## [What needs to be done]
Reproduce precisely the lines of the listing below, starting with the line that contains "pub trait DirectiveRepository: Send" and stopping after the line that contains "one was active"; include nothing else.

## [Supplied records]
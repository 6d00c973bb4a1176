//! Synthetic price generator
//!
//! No directive: `price = base * (1 + U)`, `U ~ Uniform[-noise, +noise]`.
//! With a directive: `price = base * (1 + target * progress / 100)` where
//! `progress = elapsed / duration`, reaching exactly `base * (1 + target/100)`
//! once the duration has elapsed.

use crate::directive::ControlDirective;
use chrono::{DateTime, Utc};
use rand::Rng;
use rust_decimal::Decimal;
use rust_decimal_macros::dec;

/// Resolution of the uniform draws (steps per unit interval)
const DRAW_STEPS: i64 = 1_000_000;

/// Synthesizer parameters
#[derive(Debug, Clone, Copy)]
pub struct SynthesizerConfig {
    /// Half-width of the symmetric noise band (0.005 = ±0.5%)
    pub noise_pct: Decimal,
    /// Lower bound for a pseudo base price
    pub pseudo_base_min: Decimal,
    /// Width of the pseudo base range
    pub pseudo_base_span: Decimal,
}

impl Default for SynthesizerConfig {
    fn default() -> Self {
        Self {
            noise_pct: dec!(0.005),
            pseudo_base_min: dec!(100),
            pseudo_base_span: dec!(400),
        }
    }
}

/// Output of one synthesis
#[derive(Debug, Clone, Copy, PartialEq, Eq)]
pub struct Synthesis {
    /// Synthesized price
    pub price: Decimal,
    /// The directive has reached its target and should be retired
    pub directive_complete: bool,
}

/// Generates synthetic prices from a base price and an optional directive
#[derive(Debug, Clone, Default)]
pub struct PriceSynthesizer {
    config: SynthesizerConfig,
}

impl PriceSynthesizer {
    /// Create a synthesizer with the given parameters
    pub fn new(config: SynthesizerConfig) -> Self {
        Self { config }
    }

    /// Parameters in use
    pub fn config(&self) -> &SynthesizerConfig {
        &self.config
    }

    /// Synthesize a price for now
    pub fn synthesize(
        &self,
        base_price: Decimal,
        directive: Option<&ControlDirective>,
    ) -> Synthesis {
        self.synthesize_at(base_price, directive, Utc::now())
    }

    /// Synthesize a price as of `now`
    pub fn synthesize_at(
        &self,
        base_price: Decimal,
        directive: Option<&ControlDirective>,
        now: DateTime<Utc>,
    ) -> Synthesis {
        match directive {
            None => Synthesis {
                price: base_price * (Decimal::ONE + self.noise()),
                directive_complete: false,
            },
            Some(directive) if directive.is_complete(now) => {
                let target_pct = directive.target_percent_change;
                Synthesis {
                    price: base_price * (Decimal::ONE + target_pct / Decimal::ONE_HUNDRED),
                    directive_complete: true,
                }
            }
            Some(directive) => {
                let current_pct = directive.current_percent(now);
                Synthesis {
                    price: base_price * (Decimal::ONE + current_pct / Decimal::ONE_HUNDRED),
                    directive_complete: false,
                }
            }
        }
    }

    /// Base price for a symbol missing from the reference table
    pub fn pseudo_base(&self) -> Decimal {
        let step = rand::rng().random_range(0..DRAW_STEPS);
        self.config.pseudo_base_min
            + self.config.pseudo_base_span * Decimal::from(step) / Decimal::from(DRAW_STEPS)
    }

    fn noise(&self) -> Decimal {
        let step = rand::rng().random_range(-DRAW_STEPS..=DRAW_STEPS);
        self.config.noise_pct * Decimal::from(step) / Decimal::from(DRAW_STEPS)
    }
}
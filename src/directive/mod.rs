//! Control directive module
//!
//! Operators move a symbol's synthetic price by issuing a drift directive
//! (target percent change over a duration). Directives are persisted behind
//! [`DirectiveRepository`] and mirrored in-process by [`DirectiveStore`].
//!
//! Two authorities decide whether a directive is still running: the store
//! drops a directive as soon as its duration has elapsed, while the persisted
//! `active` flag only changes on an explicit operator write. The next
//! `refresh` reconciles the store with whatever the repository reports.

mod file;
mod memory;
mod queue;
mod store;
mod types;

pub use file::JsonFileRepository;
pub use memory::InMemoryRepository;
pub use queue::{QueueConfig, QueuedRepository};
pub use store::DirectiveStore;
pub use types::ControlDirective;

use crate::error::RepositoryError;
use async_trait::async_trait;
use rust_decimal::Decimal;

/// Persistence boundary for control directives
#[async_trait]
pub trait DirectiveRepository: Send + Sync {
    /// All directives whose persisted flag is active
    async fn list_active(&self) -> Result<Vec<ControlDirective>, RepositoryError>;

    /// Create a directive for `symbol` starting now, replacing any active one
    async fn upsert(
        &self,
        symbol: &str,
        target_percent_change: Decimal,
        duration_minutes: u32,
    ) -> Result<ControlDirective, RepositoryError>;

    /// Clear the active flag for `symbol`; returns whether one was active
    async fn deactivate(&self, symbol: &str) -> Result<bool, RepositoryError>;
}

## [Written solution]
pub trait DirectiveRepository: Send + Sync {
    /// All directives whose persisted flag is active
    async fn list_active(&self) -> Result<Vec<ControlDirective>, RepositoryError>;

    /// Create a directive for `symbol` starting now, replacing any active one
    async fn upsert(
        &self,
        symbol: &str,
        target_percent_change: Decimal,
        duration_minutes: u32,
    ) -> Result<ControlDirective, RepositoryError>;

    /// Clear the active flag for `symbol`; returns whether one was active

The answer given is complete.